« quid d’un candidat qui se présente à la mairie d’une ville de 10 000 habitants si on apprend qu’il est gay ? »
Sérieusement, vous avez beaucoup d’exemples de candidats de province déboutés d’une municipalité à cause de leur homosexualité ? Préjugés stupides sur « le peuple un peu bêbête » qui ne voterait que pour des hommes blancs, catholiques et pères de 8 enfants.
« Quid du droit à se pacser si tout le monde l’apprend et ragote dessus pendant des mois ? »
Que je sache, les ragots ne constituent pas une procédure légale d’opposition à une demande PACS, et encore moins une pratique endémique aux régions les moins urbanisées...
« Que faites vous des agressions homophobes qui continuent à avoir lieu en France ? »
Ma thèse n’est pas « Il n’y a pas d’aggression homophobes en France ».
Elle est la suivante : « Les Gay Pride ne sont ni une démonstration de l’acceptation socio-professionnelle des homosexuel(le)s dans une localité urbaine définie, ni un moyen pour y parvenir (bien au contraire) »
« Non la province n’est pas arriérée. Loin de là. Mais n’ayons pas non plus tendance à croire que ce qui est vrai à paris est vrai partout. Allez, faites un effort. Descendez de votre corail qui relie la capitale et votre grande et belle ville de province. Allez faire un tour en banlieue, dans le 9cube. ou le 9.1.Arborez fièrement un rainbow flag dans certaines de ces villes et vous verrez ce qui arrivera à votre voiture, à vous même. »
Je vous rassure, un drapeau tricolore suffirait pour vous y faire rosser (pourtant, des statistiques montrent que la France regroupe une importante communauté de Français :p). Dans cette partie du territoire, l’homophobie exacerbée est le symptôme de causes bien plus profondes qu’une simple hostilité réactionnaire. Et par ailleurs, l’arrogance et la crudité des images qui suintent de ces défilés n’arrangent rien au problème...

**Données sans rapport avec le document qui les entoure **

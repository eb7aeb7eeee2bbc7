//! `/admin/payment/*` (spec.md §6): settlement and withdrawal control,
//! wired straight through to the `SettlementOrchestrator`. Every route acts
//! on behalf of the node's own address — there is no owner parameter in
//! the route table, the node only ever settles/withdraws its own rails.

use axum::Json;
use axum::extract::{Path, State};
use piri_types::{Amount, RailId, WaitStatus};
use serde::{Deserialize, Serialize};

use crate::error::ApiError;
use crate::state::{AdminState, PaymentApi};

#[derive(Debug, Serialize)]
pub struct GetAccountInfoResponse {
    pub funds: String,
    pub lockup_current: String,
    pub lockup_rate: String,
    pub lockup_last_settled_at: u64,
    pub available_to_withdraw: String,
}

pub async fn account<P, L>(State(state): State<AdminState<P, L>>) -> Result<Json<GetAccountInfoResponse>, ApiError>
where
    P: PaymentApi,
    L: 'static,
{
    let account = state.payment.account(&state.owner_address).await?;
    Ok(Json(GetAccountInfoResponse {
        available_to_withdraw: account.available_to_withdraw().to_string(),
        funds: account.funds.to_string(),
        lockup_current: account.lockup_current.to_string(),
        lockup_rate: account.lockup_rate.to_string(),
        lockup_last_settled_at: account.lockup_last_settled_at,
    }))
}

#[derive(Debug, Serialize)]
pub struct SettlementEstimateResponse {
    pub unsettled_epochs: u64,
    pub settleable_epochs: u64,
    pub until_epoch: u64,
    pub gross: String,
    pub net_settleable: String,
    pub proof_reduction_pct: u64,
    pub network_fee: String,
    pub net_amount: String,
    pub gas_limit: u64,
    pub gas_price: String,
    pub gas_cost: String,
}

pub async fn settle_estimate<P, L>(
    State(state): State<AdminState<P, L>>,
    Path(rail_id): Path<RailId>,
) -> Result<Json<SettlementEstimateResponse>, ApiError>
where
    P: PaymentApi,
    L: 'static,
{
    let estimate = state.payment.estimate_settlement(rail_id, &state.owner_address).await?;
    Ok(Json(SettlementEstimateResponse {
        unsettled_epochs: estimate.unsettled_epochs,
        settleable_epochs: estimate.settleable_epochs,
        until_epoch: estimate.until_epoch,
        gas_cost: estimate.gas_cost().to_string(),
        gross: estimate.gross.to_string(),
        net_settleable: estimate.net_settleable.to_string(),
        proof_reduction_pct: estimate.proof_reduction_pct,
        network_fee: estimate.network_fee.to_string(),
        net_amount: estimate.net_amount.to_string(),
        gas_limit: estimate.gas_limit,
        gas_price: estimate.gas_price.to_string(),
    }))
}

#[derive(Debug, Serialize)]
pub struct TxHashResponse {
    pub tx_hash: String,
}

pub async fn settle<P, L>(
    State(state): State<AdminState<P, L>>,
    Path(rail_id): Path<RailId>,
) -> Result<Json<TxHashResponse>, ApiError>
where
    P: PaymentApi,
    L: 'static,
{
    let tx_hash = state.payment.settle_rail(rail_id, &state.owner_address).await?;
    Ok(Json(TxHashResponse { tx_hash: tx_hash.to_string() }))
}

#[derive(Debug, Serialize)]
pub struct WaitStatusResponse {
    pub status: &'static str,
}

impl From<WaitStatus> for WaitStatusResponse {
    fn from(status: WaitStatus) -> Self {
        Self {
            status: match status {
                WaitStatus::None => "none",
                WaitStatus::Pending => "pending",
                WaitStatus::Confirmed => "confirmed",
            },
        }
    }
}

pub async fn settle_status<P, L>(
    State(state): State<AdminState<P, L>>,
    Path(rail_id): Path<RailId>,
) -> Result<Json<WaitStatusResponse>, ApiError>
where
    P: PaymentApi,
    L: 'static,
{
    let status = state.payment.rail_settlement_status(rail_id).await?;
    Ok(Json(status.into()))
}

#[derive(Debug, Deserialize, Default)]
pub struct WithdrawalRequest {
    pub amount: Option<String>,
}

impl WithdrawalRequest {
    fn parse_amount(&self) -> Result<Option<Amount>, ApiError> {
        self.amount
            .as_deref()
            .map(|raw| raw.parse::<Amount>().map_err(|_| ApiError::BadRequest(format!("invalid amount: {raw}"))))
            .transpose()
    }
}

#[derive(Debug, Serialize)]
pub struct WithdrawalEstimateResponse {
    pub amount: String,
    pub gas_limit: u64,
    pub gas_price: String,
    pub gas_cost: String,
}

pub async fn withdraw_estimate<P, L>(
    State(state): State<AdminState<P, L>>,
    Json(body): Json<WithdrawalRequest>,
) -> Result<Json<WithdrawalEstimateResponse>, ApiError>
where
    P: PaymentApi,
    L: 'static,
{
    let requested = body.parse_amount()?;
    let estimate = state.payment.estimate_withdrawal(&state.owner_address, requested).await?;
    Ok(Json(WithdrawalEstimateResponse {
        amount: estimate.amount.to_string(),
        gas_limit: estimate.gas_limit,
        gas_price: estimate.gas_price.to_string(),
        gas_cost: estimate.gas_cost().to_string(),
    }))
}

pub async fn withdraw<P, L>(
    State(state): State<AdminState<P, L>>,
    Json(body): Json<WithdrawalRequest>,
) -> Result<Json<TxHashResponse>, ApiError>
where
    P: PaymentApi,
    L: 'static,
{
    let requested = body.parse_amount()?;
    let tx_hash = state.payment.withdraw(&state.owner_address, requested).await?;
    Ok(Json(TxHashResponse { tx_hash: tx_hash.to_string() }))
}

pub async fn withdraw_status<P, L>(
    State(state): State<AdminState<P, L>>,
) -> Result<Json<WaitStatusResponse>, ApiError>
where
    P: PaymentApi,
    L: 'static,
{
    let status = state.payment.withdrawal_status(&state.owner_address).await?;
    Ok(Json(status.into()))
}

« Et, soyez en certain, cela se reproduira dans les banlieues de votre si belle ville de province. »
Parfaitement d’accord.
Mais c’est VOUS qui tentez de poser un clivage Paris/Province, pas moi.
« D’ailleurs, je vais en profiter pour ajouter un autre lieu où la gay pride serait utile : le milieu professionnel ! Combien de licenciement pour raison d’homosexualité, plus ou moins cachée ? Combien de discriminations au quotidien ? Combien de harcèlement, de vexation, d’humiliations ? Et vous croyez que cela n’arrive que dans le privé ? Allez demander aux policiers de l’association FLAG ce qu’ils ont à vous dire, par exemple !
Tout est beau dans le meilleur des mondes gays pensez vous ? Qui vit donc dans sa bulle ? Vous ou moi ? »
Encore une fois, ces propos ne sont pas les miens.
Trouvez-en les auteurs si vous souhaitez une réponse (à moins, bien sûr, que vous ne les ayez montés de toute pièce)
« Alors, laissez tomber avec vos propos haineux à propos des folles tordues. Elles, au moins, ont le courage de défiler au grand jour, maquillées comme des voitures volées certes, sur des talons vertigineux certes, avec des tenues à faire pâlir de jalousie un oiseau des îles, certes, mais avec un courage et une détermination que vous n’aurez jamais. Elles au moins, ces folles tordues, comme vous dites, elles ont des couilles ! »
Ils ont le courage que leur confèrent l’état de communauté organisée (milices communautaires, parfois) et leur appartenance à un noyau de privilégiés socio-professionnels qui s’est depuis longtemps découplé des réalités sociales et - effet pervers - ne se rend même pas compte de ce qu’il alimente l’homophobie.